Johannesburg, South Africa - Bible studies about safe sex, openly HIV-positive priests and sermons against stigmatising victims: Africa's Anglican church has come a long way from the days it preached AIDS was God's punishment for the promiscuous.
But activists and top clergy say Anglicans must do more to right past wrongs, and urged members to take their lead from a Kenyan archbishop, who last week issued a public confession over the church's failure to address one of Africa's top killers.
"This is really a major breakthrough," said Millicent Obaso, an HIV/AIDS coordinator for Care International, referring to an apology by Archbishop Benjamin Nzimbi in Nairobi last week for the church's "misplaced" approach to fighting AIDS.
"But we have work to do to get clergy and churches to change their attitudes, roll up their sleeves and get rid of stigma."
As one of Africa's biggest Christian groups, the Anglican church is influential on the deeply religious continent, which is home to some 60 percent of the world's infected people and where stigma and taboo are fuelling the pandemic.
Anglicans and other churches have been accused of hindering the fight against HIV in the past, as priests railed from the pulpit about the plague striking down sinners, and some church members living with HIV were banned from taking holy communion.
After 20 years of official silence, the Anglican church confessed in 2002 it was complicit in stigmatising those with HIV and launched a campaign of support and education.
Now the church in South Africa runs HIV testing centres and has special prayers about AIDS, Swazi Sunday School teachers teach young people about incest and saying no to sex and Nigerian churches provide free life-prolonging drugs.
"We are sorry for our past behaviour. We are engaged in creating awareness ... ," Nzimbi said. "The church needs to take leadership, it is the conscience of society."
The Catholic church has also stepped up its fight against AIDS and says it is now the world's biggest provider of care for those infected. But unlike Anglicans, it has stuck to a blanket ban on condoms which it says foster immoral behaviour.
But while the Anglican leadership in Africa is largely on board with the softer approach, it concedes there are still pockets of conservatism, and says the new policy needs to filter down to rank-and-file clergy across the continent.
"There are some parishes that are still in denial, as though HIV doesn't affect their communities," said Bishop David Beetge, who chairs the HIV/AIDS board for the church in southern Africa.
"There are churches that still see this as a judgement from God, rather than part of the brokenness of our world."
The conservative Nigerian church, which has declared homosexuality an "abomination" and "un-African", has officially vowed to fight stigma, according to church secretary general Oluranti Odubogun.
But attitudes do not change overnight. Just over a year ago, the Bishop of Gombe Diocese, Rt Rev. Henry Ndukuba, was quoted as saying God had sent AIDS as a judgement upon homosexuals.
Care's Obaso said many churches in Africa offer prayer for people with HIV then tell them: "Go in peace -- you are healed". Believing they are disease-free, many fail to seek treatment and go on to infect others. Other churches refuse to marry infected people.

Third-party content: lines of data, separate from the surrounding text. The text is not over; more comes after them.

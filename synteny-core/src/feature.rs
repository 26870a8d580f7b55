//! Synteny feature.

mod metadata;

pub use self::metadata::Metadata;

use crate::{Region, Strand};

/// A synteny feature.
///
/// A feature is one side of a pairwise alignment, oriented toward the assembly it is viewed
/// from. The other side of the alignment is its mate.
#[derive(Clone, Debug, PartialEq)]
pub struct Feature {
    id: String,
    region: Region,
    strand: Strand,
    mate: Region,
    index: usize,
    metadata: Metadata,
}

impl Feature {
    /// Creates a feature.
    ///
    /// # Examples
    ///
    /// ```
    /// use synteny_core::{feature::Metadata, Feature, Region, Strand};
    ///
    /// let feature = Feature::new(
    ///     "chr1:1000-1500_chr5:3000-3500",
    ///     Region::new("chr1", 1000, 1500)?.with_assembly_name("grape"),
    ///     Strand::Forward,
    ///     Region::new("chr5", 3000, 3500)?.with_assembly_name("peach"),
    ///     0,
    ///     Metadata::default(),
    /// );
    ///
    /// assert_eq!(feature.region().name(), "chr1");
    /// assert_eq!(feature.mate().name(), "chr5");
    /// # Ok::<_, synteny_core::region::NewError>(())
    /// ```
    pub fn new<I>(
        id: I,
        region: Region,
        strand: Strand,
        mate: Region,
        index: usize,
        metadata: Metadata,
    ) -> Self
    where
        I: Into<String>,
    {
        Self {
            id: id.into(),
            region,
            strand,
            mate,
            index,
            metadata,
        }
    }

    /// Returns the unique ID.
    ///
    /// The ID is derived from the query and target coordinates of the alignment, so the same
    /// alignment always has the same ID regardless of orientation.
    pub fn id(&self) -> &str {
        &self.id
    }

    /// Returns the display name.
    ///
    /// This is the same as the ID.
    pub fn name(&self) -> &str {
        &self.id
    }

    /// Returns the feature type.
    pub fn kind(&self) -> &'static str {
        "match"
    }

    /// Returns the primary region.
    pub fn region(&self) -> &Region {
        &self.region
    }

    /// Returns the strand.
    pub fn strand(&self) -> Strand {
        self.strand
    }

    /// Returns the mate region.
    pub fn mate(&self) -> &Region {
        &self.mate
    }

    /// Returns the index of the source alignment in its response batch.
    pub fn index(&self) -> usize {
        self.index
    }

    /// Returns the alignment metadata.
    pub fn metadata(&self) -> &Metadata {
        &self.metadata
    }
}
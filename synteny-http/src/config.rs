//! Adapter configuration.

use std::collections::BTreeMap;

use serde::{Deserialize, Serialize};
use synteny_json::field::Mapping;

pub(crate) const DEFAULT_METHOD: &str = "GET";
pub(crate) const DEFAULT_CACHE_TIMEOUT_MS: u64 = 60_000;

/// The adapter configuration as supplied by a host.
///
/// Keys are camelCase, and missing keys take their defaults. Unknown keys are ignored.
///
/// # Examples
///
/// ```
/// use synteny_http::Config;
///
/// let config: Config = serde_json::from_str(
///     r#"{
///         "url": "https://example.com/macro-synteny-paf?genome1=a&genome2=b",
///         "assemblyNames": ["grape", "peach"],
///         "appendRegionParams": false,
///         "clientSideFilter": true,
///         "cacheTimeout": 300000
///     }"#,
/// )?;
///
/// assert_eq!(config.method, "GET");
/// assert_eq!(config.refresh_interval, 0);
/// assert!(config.client_side_filter);
/// # Ok::<_, serde_json::Error>(())
/// ```
#[derive(Clone, Debug, Deserialize, PartialEq, Serialize)]
#[serde(default, rename_all = "camelCase")]
pub struct Config {
    /// The base URL of the endpoint.
    pub url: Option<String>,
    /// The HTTP method, `GET` or `POST` (default: `GET`).
    pub method: String,
    /// Additional request headers, e.g., `Authorization`.
    pub request_headers: BTreeMap<String, String>,
    /// The paths to the alignment fields in the response.
    #[serde(flatten)]
    pub field_mapping: Mapping,
    /// The query and target assembly names, in that order.
    pub assembly_names: Vec<String>,
    /// The period, in milliseconds, at which the cache is cleared (default: 0, disabled).
    pub refresh_interval: u64,
    /// The maximum age, in milliseconds, of a cached response (default: 60000; 0 disables
    /// caching).
    pub cache_timeout: u64,
    /// Whether to append the region as query parameters to the URL (default: `true`).
    pub append_region_params: bool,
    /// Whether the endpoint returns the full dataset to be filtered locally (default: `false`).
    pub client_side_filter: bool,
}

impl Default for Config {
    fn default() -> Self {
        Self {
            url: None,
            method: String::from(DEFAULT_METHOD),
            request_headers: BTreeMap::new(),
            field_mapping: Mapping::default(),
            assembly_names: Vec::new(),
            refresh_interval: 0,
            cache_timeout: DEFAULT_CACHE_TIMEOUT_MS,
            append_region_params: true,
            client_side_filter: false,
        }
    }
}
use std::{collections::HashMap, fmt, sync::Arc, time::Duration};

use synteny_core::{Feature, Region};
use tokio::time::Instant;

const GLOBAL_PREFIX: &str = "global";
const DEFAULT_ASSEMBLY_NAME: &str = "default";

/// A cache key.
///
/// When filtering locally, the full dataset of an assembly is stored under a single key.
/// Otherwise, each region has its own key.
#[derive(Clone, Debug, Eq, Hash, PartialEq)]
pub(crate) enum Key {
    Global {
        assembly_name: String,
    },
    Region {
        assembly_name: String,
        name: String,
        start: u64,
        end: u64,
    },
}

impl Key {
    pub(crate) fn new(region: &Region, client_side_filter: bool) -> Self {
        let assembly_name = region
            .assembly_name()
            .unwrap_or(DEFAULT_ASSEMBLY_NAME)
            .into();

        if client_side_filter {
            Self::Global { assembly_name }
        } else {
            Self::Region {
                assembly_name,
                name: region.name().into(),
                start: region.start(),
                end: region.end(),
            }
        }
    }
}

impl fmt::Display for Key {
    fn fmt(&self, f: &mut fmt::Formatter<'_>) -> fmt::Result {
        match self {
            Self::Global { assembly_name } => write!(f, "{GLOBAL_PREFIX}:{assembly_name}"),
            Self::Region {
                assembly_name,
                name,
                start,
                end,
            } => write!(f, "{assembly_name}:{name}:{start}-{end}"),
        }
    }
}

struct Entry {
    features: Arc<[Feature]>,
    created_at: Instant,
}

/// Fetched features by key, with their creation times.
#[derive(Default)]
pub(crate) struct Cache {
    entries: HashMap<Key, Entry>,
}

impl Cache {
    /// Returns the features under the given key if they are younger than the timeout.
    ///
    /// A stale entry is evicted. A zero timeout never hits.
    pub(crate) fn get(
        &mut self,
        key: &Key,
        now: Instant,
        timeout: Duration,
    ) -> Option<Arc<[Feature]>> {
        let entry = self.entries.get(key)?;

        if now.saturating_duration_since(entry.created_at) < timeout {
            Some(Arc::clone(&entry.features))
        } else {
            self.entries.remove(key);
            None
        }
    }

    pub(crate) fn insert(&mut self, key: Key, features: Arc<[Feature]>, created_at: Instant) {
        self.entries.insert(
            key,
            Entry {
                features,
                created_at,
            },
        );
    }

    pub(crate) fn remove(&mut self, key: &Key) -> bool {
        self.entries.remove(key).is_some()
    }

    pub(crate) fn clear(&mut self) {
        self.entries.clear();
    }

    pub(crate) fn len(&self) -> usize {
        self.entries.len()
    }
}
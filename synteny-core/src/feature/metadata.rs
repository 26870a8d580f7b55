/// Alignment metadata carried by a feature.
#[derive(Clone, Debug, Default, PartialEq)]
pub struct Metadata {
    /// The length of the query sequence.
    pub query_length: Option<u64>,
    /// The length of the target sequence.
    pub target_length: Option<u64>,
    /// The number of matching residues.
    pub residue_match_count: Option<u64>,
    /// The alignment block length.
    pub alignment_block_length: Option<u64>,
    /// The mapping quality.
    pub mapping_quality: Option<u64>,
    /// The identity score.
    ///
    /// This is 0 when the source does not provide one.
    pub identity: f64,
}
use std::{error, fmt};

use serde_json::Value;
use synteny_core::{AssemblyNames, Feature};
use tracing::warn;

use crate::{
    Record,
    field::{Mapping, Path},
};

/// An error returned when the alignments in a response are not an array.
#[derive(Clone, Debug, Eq, PartialEq)]
pub struct MalformedResponseError(Path);

impl MalformedResponseError {
    /// Returns the path to the alignments.
    pub fn path(&self) -> &Path {
        &self.0
    }
}

impl error::Error for MalformedResponseError {}

impl fmt::Display for MalformedResponseError {
    fn fmt(&self, f: &mut fmt::Formatter<'_>) -> fmt::Result {
        write!(f, "\"{}\" is not an array in response", self.0)
    }
}

/// Returns the raw alignment records in a response body.
///
/// A missing or `null` alignments value is an empty list.
///
/// # Examples
///
/// ```
/// use serde_json::json;
/// use synteny_json::field::Mapping;
///
/// let mapping = Mapping::default();
///
/// let body = json!({ "alignments": [{}, {}] });
/// assert_eq!(synteny_json::alignments(&body, &mapping).map(|a| a.len()), Ok(2));
///
/// assert!(synteny_json::alignments(&json!({}), &mapping)?.is_empty());
///
/// let body = json!({ "alignments": { "count": 0 } });
/// assert!(synteny_json::alignments(&body, &mapping).is_err());
/// # Ok::<_, synteny_json::MalformedResponseError>(())
/// ```
pub fn alignments<'v>(
    body: &'v Value,
    mapping: &Mapping,
) -> Result<&'v [Value], MalformedResponseError> {
    match mapping.alignments.resolve(body) {
        None | Some(Value::Null) => Ok(&[]),
        Some(Value::Array(values)) => Ok(values),
        Some(_) => Err(MalformedResponseError(mapping.alignments.clone())),
    }
}

/// Parses the alignments in a response body into features viewed from the given assembly.
///
/// Parsing is tolerant: a malformed response yields no features, and invalid records are
/// skipped. Both are reported as warnings. Each feature is tagged with the index of its
/// record in the response.
pub fn parse(
    body: &Value,
    mapping: &Mapping,
    assembly_names: &AssemblyNames,
    assembly_name: Option<&str>,
) -> Vec<Feature> {
    let values = match alignments(body, mapping) {
        Ok(values) => values,
        Err(e) => {
            warn!(error = %e, "malformed alignment response");
            return Vec::new();
        }
    };

    values
        .iter()
        .enumerate()
        .filter_map(|(i, value)| match Record::try_from_value(value, mapping) {
            Ok(record) => Some(record.into_feature(i, assembly_names, assembly_name)),
            Err(e) => {
                warn!(index = i, error = %e, "skipping invalid alignment");
                None
            }
        })
        .collect()
}
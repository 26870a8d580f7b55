//! Strand.

/// The strand of an alignment.
#[derive(Clone, Copy, Debug, Default, Eq, Hash, PartialEq)]
pub enum Strand {
    /// Forward (`+`).
    #[default]
    Forward,
    /// Reverse (`-`).
    Reverse,
}

impl From<Strand> for i8 {
    fn from(strand: Strand) -> Self {
        match strand {
            Strand::Forward => 1,
            Strand::Reverse => -1,
        }
    }
}
use serde::{Deserialize, Serialize};

use super::Path;

/// Paths to the logical fields of an alignment response.
///
/// The alignments path is resolved against the response body. All other paths are resolved
/// against each alignment record.
///
/// When deserialized, option names follow the host configuration (`alignmentsField`,
/// `queryNameField`, etc.), and missing options take their defaults.
#[derive(Clone, Debug, Eq, PartialEq, Deserialize, Serialize)]
#[serde(default)]
pub struct Mapping {
    /// The path to the array of alignments in the response (default: `alignments`).
    #[serde(rename = "alignmentsField")]
    pub alignments: Path,

    /// The path to the query sequence name (default: `query.name`).
    #[serde(rename = "queryNameField")]
    pub query_name: Path,
    /// The path to the query start position (default: `query.start`).
    #[serde(rename = "queryStartField")]
    pub query_start: Path,
    /// The path to the query end position (default: `query.end`).
    #[serde(rename = "queryEndField")]
    pub query_end: Path,
    /// The path to the query sequence length (default: `query.length`).
    #[serde(rename = "queryLengthField")]
    pub query_length: Path,

    /// The path to the target sequence name (default: `target.name`).
    #[serde(rename = "targetNameField")]
    pub target_name: Path,
    /// The path to the target start position (default: `target.start`).
    #[serde(rename = "targetStartField")]
    pub target_start: Path,
    /// The path to the target end position (default: `target.end`).
    #[serde(rename = "targetEndField")]
    pub target_end: Path,
    /// The path to the target sequence length (default: `target.length`).
    #[serde(rename = "targetLengthField")]
    pub target_length: Path,

    /// The path to the strand (default: `strand`).
    #[serde(rename = "strandField")]
    pub strand: Path,
    /// The path to the number of matching residues (default: `numResidueMatches`).
    #[serde(rename = "numResidueMatchesField")]
    pub residue_match_count: Path,
    /// The path to the alignment block length (default: `alignmentBlockLength`).
    #[serde(rename = "alignmentBlockLengthField")]
    pub alignment_block_length: Path,
    /// The path to the identity score (default: `identity`).
    #[serde(rename = "identityField")]
    pub identity: Path,
    /// The path to the mapping quality (default: `mappingQuality`).
    #[serde(rename = "mappingQualityField")]
    pub mapping_quality: Path,
}

impl Default for Mapping {
    fn default() -> Self {
        Self {
            alignments: Path::from("alignments"),
            query_name: Path::from("query.name"),
            query_start: Path::from("query.start"),
            query_end: Path::from("query.end"),
            query_length: Path::from("query.length"),
            target_name: Path::from("target.name"),
            target_start: Path::from("target.start"),
            target_end: Path::from("target.end"),
            target_length: Path::from("target.length"),
            strand: Path::from("strand"),
            residue_match_count: Path::from("numResidueMatches"),
            alignment_block_length: Path::from("alignmentBlockLength"),
            identity: Path::from("identity"),
            mapping_quality: Path::from("mappingQuality"),
        }
    }
}
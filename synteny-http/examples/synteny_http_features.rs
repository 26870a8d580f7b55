//! Prints the synteny features in a region fetched from an alignment endpoint.
//!
//! The result is tab-delimited: feature region, strand, mate region, and mate assembly.
//!
//! # Examples
//!
//! ```text
//! cargo run --example synteny_http_features -- \
//!     https://example.com/alignments grape peach chr1:1000-2000
//! ```
//!
//! The first assembly is the viewing assembly. Set `RUST_LOG=synteny_http=debug` to trace
//! cache and fetch activity.

use std::{env, io};

use futures::TryStreamExt;
use synteny_core::Region;
use synteny_http::{Builder, Options};
use tracing_subscriber::EnvFilter;

fn parse_region(s: &str, assembly_name: &str) -> io::Result<Region> {
    let invalid_region = || io::Error::new(io::ErrorKind::InvalidInput, "invalid region");

    let (name, interval) = s.rsplit_once(':').ok_or_else(invalid_region)?;
    let (start, end) = interval.split_once('-').ok_or_else(invalid_region)?;
    let start = start.parse().map_err(|_| invalid_region())?;
    let end = end.parse().map_err(|_| invalid_region())?;

    Region::new(name, start, end)
        .map(|region| region.with_assembly_name(assembly_name))
        .map_err(|e| io::Error::new(io::ErrorKind::InvalidInput, e))
}

#[tokio::main]
async fn main() -> Result<(), Box<dyn std::error::Error>> {
    tracing_subscriber::fmt()
        .with_env_filter(EnvFilter::from_default_env())
        .with_writer(io::stderr)
        .init();

    let mut args = env::args().skip(1);

    let url = args.next().expect("missing url");
    let query_assembly_name = args.next().expect("missing query assembly name");
    let target_assembly_name = args.next().expect("missing target assembly name");
    let raw_region = args.next().expect("missing region");

    let region = parse_region(&raw_region, &query_assembly_name)?;

    let adapter = Builder::default()
        .set_url(url)
        .set_assembly_names(vec![query_assembly_name, target_assembly_name])
        .build()?;

    let mut features = adapter.features(&region, Options::default());

    while let Some(feature) = features.try_next().await? {
        let mate = feature.mate();

        println!(
            "{}\t{}\t{}\t{}",
            feature.region(),
            i8::from(feature.strand()),
            mate,
            mate.assembly_name().unwrap_or_default()
        );
    }

    Ok(())
}
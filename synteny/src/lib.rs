//! **synteny** is a collection of libraries for fetching and parsing pairwise genomic
//! alignments as synteny features.
//!
//! Each library is behind a feature of the same name:
//!
//!   * `core`: shared region and feature types
//!   * `json`: the schema-flexible JSON alignment record parser
//!   * `http`: the cached, deduplicated HTTP feature adapter

#[cfg(feature = "core")]
pub use synteny_core as core;

#[cfg(feature = "http")]
pub use synteny_http as http;

#[cfg(feature = "json")]
pub use synteny_json as json;
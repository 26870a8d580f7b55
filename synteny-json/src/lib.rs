//! **synteny-json** parses schema-flexible JSON alignment records into synteny features.
//!
//! Responses are expected to hold an array of alignments, each with a query and a target
//! coordinate group. Where each value lives is described by a [`field::Mapping`] of dotted
//! paths, so endpoints with different layouts can be read without code changes.
//!
//! # Examples
//!
//! ```
//! use serde_json::json;
//! use synteny_core::AssemblyNames;
//! use synteny_json::field::Mapping;
//!
//! let body = json!({
//!     "alignments": [{
//!         "query": { "name": "chr1", "start": 1000, "end": 1500, "length": 50000 },
//!         "target": { "name": "chr5", "start": 3000, "end": 3500, "length": 60000 },
//!         "strand": "+",
//!     }],
//! });
//!
//! let assembly_names = AssemblyNames::new("grape", "peach");
//! let features = synteny_json::parse(&body, &Mapping::default(), &assembly_names, Some("grape"));
//!
//! assert_eq!(features.len(), 1);
//! assert_eq!(features[0].region().name(), "chr1");
//! assert_eq!(features[0].mate().name(), "chr5");
//! ```

pub mod field;
mod parser;
pub mod record;

pub use self::{
    parser::{MalformedResponseError, alignments, parse},
    record::Record,
};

And while activists welcome the church's involvement, some are concerned that promoting condoms could be a touchy subject for a church that allows contraception, but teaches sex outside marriage is wrong.
Nigeria's Odubogun said condoms should be "pragmatically embraced" but his Director of Social Welfare, Christian Ebisike, was quoted on the church's website recently as saying they had "disappointed many people".
South Africa's Beetge said condoms were necessary to save lives. He said that as one of the only organisations in Africa that has a chance every week to speak directly to its members, the church could play a much bigger role in fighting HIV.
"We can do a lot more. I wouldn't want to give us top marks yet. AIDS is a call to the church to really look at our humanity in a very deep and positive way," Beetge said.